> **Task directions**
From the records below, find each line with the string "wire" and copy it.

Saved data entries
....

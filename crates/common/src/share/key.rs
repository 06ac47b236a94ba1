use std::fmt;

use serde::{Deserialize, Serialize};
use uuid::Uuid;
use zeroize::Zeroizing;

use super::chain::{acceptance_message, verify_signature, LegacyKeyChain};
use crate::crypto::{
    Attestation, EncryptionTag, Fingerprint, IdentityKey, PublicKey, Secret, SecretKey,
    SecretShare, SECRET_SHARE_SIZE, SECRET_SIZE,
};
use crate::error::{SchemaError, VaultCryptoError};
use crate::keystore::{unwrap_zeroizing, PlatformKeystore};
use crate::wire;

const SHARE_KEY_MATERIAL: &str = "share key material";

#[derive(Clone, Copy, PartialEq, Eq, Hash, PartialOrd, Ord, Serialize, Deserialize)]
#[serde(transparent)]
pub struct ShareId(Uuid);

impl ShareId {
    pub fn new() -> Self {
        ShareId(Uuid::new_v4())
    }

    pub fn from_uuid(id: Uuid) -> Self {
        ShareId(id)
    }

    pub fn as_bytes(&self) -> &[u8; 16] {
        self.0.as_bytes()
    }
}

impl Default for ShareId {
    fn default() -> Self {
        Self::new()
    }
}

impl fmt::Debug for ShareId {
    fn fmt(&self, f: &mut fmt::Formatter<'_>) -> fmt::Result {
        write!(f, "ShareId({})", self.0)
    }
}

impl fmt::Display for ShareId {
    fn fmt(&self, f: &mut fmt::Formatter<'_>) -> fmt::Result {
        self.0.fmt(f)
    }
}

/// Generation of a share key. Monotonic within a share, never reused.
#[derive(Debug, Clone, Copy, PartialEq, Eq, Hash, PartialOrd, Ord, Serialize, Deserialize)]
#[serde(transparent)]
pub struct Rotation(u64);

impl Rotation {
    pub const FIRST: Rotation = Rotation(1);

    pub const fn new(rotation: u64) -> Self {
        Rotation(rotation)
    }

    pub const fn get(&self) -> u64 {
        self.0
    }

    pub fn next(&self) -> Option<Rotation> {
        self.0.checked_add(1).map(Rotation)
    }
}

impl fmt::Display for Rotation {
    fn fmt(&self, f: &mut fmt::Formatter<'_>) -> fmt::Result {
        self.0.fmt(f)
    }
}

/// Which key hierarchy a share uses
#[derive(Debug, Clone, Copy, PartialEq, Eq, Hash, Default, Serialize, Deserialize)]
#[serde(rename_all = "snake_case")]
pub enum CryptoScheme {
    /// Rotating symmetric share keys wrap item keys directly
    #[default]
    ShareKey,
    /// A signing + vault key pair per share; item keys are sealed to the
    /// vault key and carry detached signatures
    LegacyVaultKey,
}

/// One generation of a share's key as held by this device
///
/// `wrapped_key_material` is the key wrapped by the platform keystore.
/// `response_key` is the same key sealed to the owner's identity; it is the
/// representation the server stores and hands back to new devices.
#[derive(Debug, Clone, PartialEq, Eq, Serialize, Deserialize)]
pub struct ShareKey {
    pub rotation: Rotation,
    pub wrapped_key_material: String,
    pub response_key: String,
    pub create_time: i64,
    pub is_active: bool,
    pub fingerprint: Fingerprint,
    /// Owner identity over the fingerprint, base64
    pub acceptance_signature: String,
    /// Present exactly for legacy shares
    pub chain: Option<LegacyKeyChain>,
}

impl ShareKey {
    /// Seal `key` for storage: wrap it with the keystore, seal it to the
    /// owner's identity and sign its fingerprint.
    pub(crate) fn seal(
        share_id: &ShareId,
        key: &UnlockedShareKey,
        identity: &dyn IdentityKey,
        keystore: &dyn PlatformKeystore,
        is_active: bool,
    ) -> Result<Self, VaultCryptoError> {
        let material = key.material();
        let wrapped = keystore.wrap(&material)?;
        let fingerprint = key.fingerprint();
        let signature = identity.sign(&acceptance_message(share_id, key.rotation(), &fingerprint));

        Ok(ShareKey {
            rotation: key.rotation(),
            wrapped_key_material: wire::encode(wrapped),
            response_key: key.seal_to(&identity.public_key())?,
            create_time: time::OffsetDateTime::now_utc().unix_timestamp(),
            is_active,
            fingerprint,
            acceptance_signature: wire::encode(signature.to_bytes()),
            chain: key.chain(),
        })
    }

    /// Unwrap the key material with the keystore
    ///
    /// Checks the material against the stored fingerprint, but not the
    /// acceptance signature. [`ShareKeyring::unlock`](super::ShareKeyring::unlock)
    /// does both.
    pub fn unlock(
        &self,
        scheme: CryptoScheme,
        keystore: &dyn PlatformKeystore,
    ) -> Result<UnlockedShareKey, VaultCryptoError> {
        let wrapped = wire::decode(&self.wrapped_key_material, "wrapped_key_material")?;
        let material = unwrap_zeroizing(keystore, &wrapped)?;
        let key = UnlockedShareKey::from_material(scheme, self.rotation, &material)?;

        if key.fingerprint() != self.fingerprint {
            return Err(VaultCryptoError::signature_invalid(Attestation::Acceptance));
        }
        key.check_chain(self.chain.as_ref())?;
        Ok(key)
    }

    /// Run `f` with the unwrapped key; the key is wiped when `f` returns
    pub fn with_unlocked<T>(
        &self,
        scheme: CryptoScheme,
        keystore: &dyn PlatformKeystore,
        f: impl FnOnce(&UnlockedShareKey) -> Result<T, VaultCryptoError>,
    ) -> Result<T, VaultCryptoError> {
        let key = self.unlock(scheme, keystore)?;
        f(&key)
    }

    /// Check the acceptance signature (and for legacy shares the rest of the
    /// chain) roots this key in `owner`.
    pub fn verify_acceptance(
        &self,
        share_id: &ShareId,
        owner: &PublicKey,
    ) -> Result<(), VaultCryptoError> {
        if let Some(chain) = &self.chain {
            if chain.signing_fingerprint() != self.fingerprint {
                return Err(VaultCryptoError::signature_invalid(Attestation::Acceptance));
            }
        }
        verify_signature(
            owner,
            &acceptance_message(share_id, self.rotation, &self.fingerprint),
            &self.acceptance_signature,
            Attestation::Acceptance,
        )?;
        if let Some(chain) = &self.chain {
            chain.verify()?;
        }
        Ok(())
    }

    /// A copy of this key marked inactive
    pub fn retired(&self) -> Self {
        ShareKey {
            is_active: false,
            ..self.clone()
        }
    }
}

/// Share key material in the clear. Wiped when dropped.
pub enum UnlockedShareKey {
    Symmetric {
        rotation: Rotation,
        secret: Secret,
    },
    Legacy {
        rotation: Rotation,
        signing: SecretKey,
        vault: SecretKey,
    },
}

impl fmt::Debug for UnlockedShareKey {
    fn fmt(&self, f: &mut fmt::Formatter<'_>) -> fmt::Result {
        match self {
            UnlockedShareKey::Symmetric { rotation, .. } => f
                .debug_struct("Symmetric")
                .field("rotation", rotation)
                .field("secret", &"[REDACTED]")
                .finish(),
            UnlockedShareKey::Legacy {
                rotation,
                signing,
                vault,
            } => f
                .debug_struct("Legacy")
                .field("rotation", rotation)
                .field("signing", &signing.public())
                .field("vault", &vault.public())
                .finish(),
        }
    }
}

impl UnlockedShareKey {
    pub fn generate(scheme: CryptoScheme, rotation: Rotation) -> Result<Self, VaultCryptoError> {
        Ok(match scheme {
            CryptoScheme::ShareKey => UnlockedShareKey::Symmetric {
                rotation,
                secret: Secret::generate().map_err(anyhow::Error::new)?,
            },
            CryptoScheme::LegacyVaultKey => UnlockedShareKey::Legacy {
                rotation,
                signing: SecretKey::generate().map_err(anyhow::Error::new)?,
                vault: SecretKey::generate().map_err(anyhow::Error::new)?,
            },
        })
    }

    pub fn rotation(&self) -> Rotation {
        match self {
            UnlockedShareKey::Symmetric { rotation, .. } => *rotation,
            UnlockedShareKey::Legacy { rotation, .. } => *rotation,
        }
    }

    pub fn scheme(&self) -> CryptoScheme {
        match self {
            UnlockedShareKey::Symmetric { .. } => CryptoScheme::ShareKey,
            UnlockedShareKey::Legacy { .. } => CryptoScheme::LegacyVaultKey,
        }
    }

    /// Commitment covered by the acceptance signature
    pub fn fingerprint(&self) -> Fingerprint {
        match self {
            UnlockedShareKey::Symmetric { secret, .. } => Fingerprint::of_secret(secret),
            UnlockedShareKey::Legacy { signing, .. } => {
                Fingerprint::of_public_key(&signing.public())
            }
        }
    }

    /// Check this material is what `chain` describes. Symmetric keys have
    /// no chain; legacy keys must have one naming the same vault key.
    pub(crate) fn check_chain(&self, chain: Option<&LegacyKeyChain>) -> Result<(), VaultCryptoError> {
        match (self, chain) {
            (UnlockedShareKey::Symmetric { .. }, None) => Ok(()),
            (UnlockedShareKey::Legacy { vault, .. }, Some(chain)) => {
                if vault.public() != chain.vault_public {
                    return Err(VaultCryptoError::signature_invalid(Attestation::VaultKey));
                }
                Ok(())
            }
            _ => Err(SchemaError::MalformedContent {
                record: SHARE_KEY_MATERIAL,
            }
            .into()),
        }
    }

    /// Key that co-signs vault metadata alongside the author's identity
    pub(crate) fn attestation_key(&self) -> SecretKey {
        match self {
            UnlockedShareKey::Symmetric { secret, .. } => secret.attestation_key(),
            UnlockedShareKey::Legacy { signing, .. } => signing.clone(),
        }
    }

    pub(crate) fn chain(&self) -> Option<LegacyKeyChain> {
        match self {
            UnlockedShareKey::Symmetric { .. } => None,
            UnlockedShareKey::Legacy { signing, vault, .. } => {
                Some(LegacyKeyChain::new(signing, vault.public()))
            }
        }
    }

    /// Raw bytes handed to the keystore: the secret, or signing || vault
    pub(crate) fn material(&self) -> Zeroizing<Vec<u8>> {
        let mut out = Zeroizing::new(Vec::with_capacity(2 * SECRET_SIZE));
        match self {
            UnlockedShareKey::Symmetric { secret, .. } => out.extend_from_slice(secret.bytes()),
            UnlockedShareKey::Legacy { signing, vault, .. } => {
                out.extend_from_slice(&Zeroizing::new(signing.to_bytes())[..]);
                out.extend_from_slice(&Zeroizing::new(vault.to_bytes())[..]);
            }
        }
        out
    }

    pub(crate) fn from_material(
        scheme: CryptoScheme,
        rotation: Rotation,
        material: &[u8],
    ) -> Result<Self, VaultCryptoError> {
        let malformed = || SchemaError::MalformedContent {
            record: SHARE_KEY_MATERIAL,
        };
        match (scheme, material.len()) {
            (CryptoScheme::ShareKey, SECRET_SIZE) => Ok(UnlockedShareKey::Symmetric {
                rotation,
                secret: Secret::from_slice(material).map_err(|_| malformed())?,
            }),
            (CryptoScheme::LegacyVaultKey, len) if len == 2 * SECRET_SIZE => {
                Ok(UnlockedShareKey::Legacy {
                    rotation,
                    signing: SecretKey::from_slice(&material[..SECRET_SIZE])
                        .map_err(|_| malformed())?,
                    vault: SecretKey::from_slice(&material[SECRET_SIZE..])
                        .map_err(|_| malformed())?,
                })
            }
            _ => Err(malformed().into()),
        }
    }

    /// Seal the material to `recipient`, one [`SecretShare`] per 32-byte
    /// secret, concatenated and base64 encoded
    pub(crate) fn seal_to(&self, recipient: &PublicKey) -> Result<String, VaultCryptoError> {
        let material = self.material();
        let mut sealed = Vec::with_capacity(2 * SECRET_SHARE_SIZE);
        for chunk in material.chunks(SECRET_SIZE) {
            let secret = Secret::from_slice(chunk).map_err(anyhow::Error::new)?;
            let share = SecretShare::new(&secret, recipient).map_err(anyhow::Error::new)?;
            sealed.extend_from_slice(share.bytes());
        }
        Ok(wire::encode(sealed))
    }

    /// Open material produced by [`UnlockedShareKey::seal_to`]
    pub(crate) fn from_sealed(
        scheme: CryptoScheme,
        rotation: Rotation,
        sealed: &str,
        identity: &dyn IdentityKey,
    ) -> Result<Self, VaultCryptoError> {
        let bytes = wire::decode(sealed, "response_key")?;
        if bytes.is_empty() || bytes.len() % SECRET_SHARE_SIZE != 0 {
            return Err(SchemaError::MalformedContent {
                record: SHARE_KEY_MATERIAL,
            }
            .into());
        }
        let mut material = Zeroizing::new(Vec::with_capacity(2 * SECRET_SIZE));
        for chunk in bytes.chunks(SECRET_SHARE_SIZE) {
            let share = SecretShare::try_from(chunk)
                .map_err(VaultCryptoError::unsealing(EncryptionTag::ItemKey))?;
            let secret = identity
                .recover(&share)
                .map_err(VaultCryptoError::unsealing(EncryptionTag::ItemKey))?;
            material.extend_from_slice(secret.bytes());
        }
        Self::from_material(scheme, rotation, &material)
    }
}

....

> **Written answer**
use crate::wire;
            wrapped_key_material: wire::encode(wrapped),
            acceptance_signature: wire::encode(signature.to_bytes()),
        let wrapped = wire::decode(&self.wrapped_key_material, "wrapped_key_material")?;
        Ok(wire::encode(sealed))
        let bytes = wire::decode(sealed, "response_key")?;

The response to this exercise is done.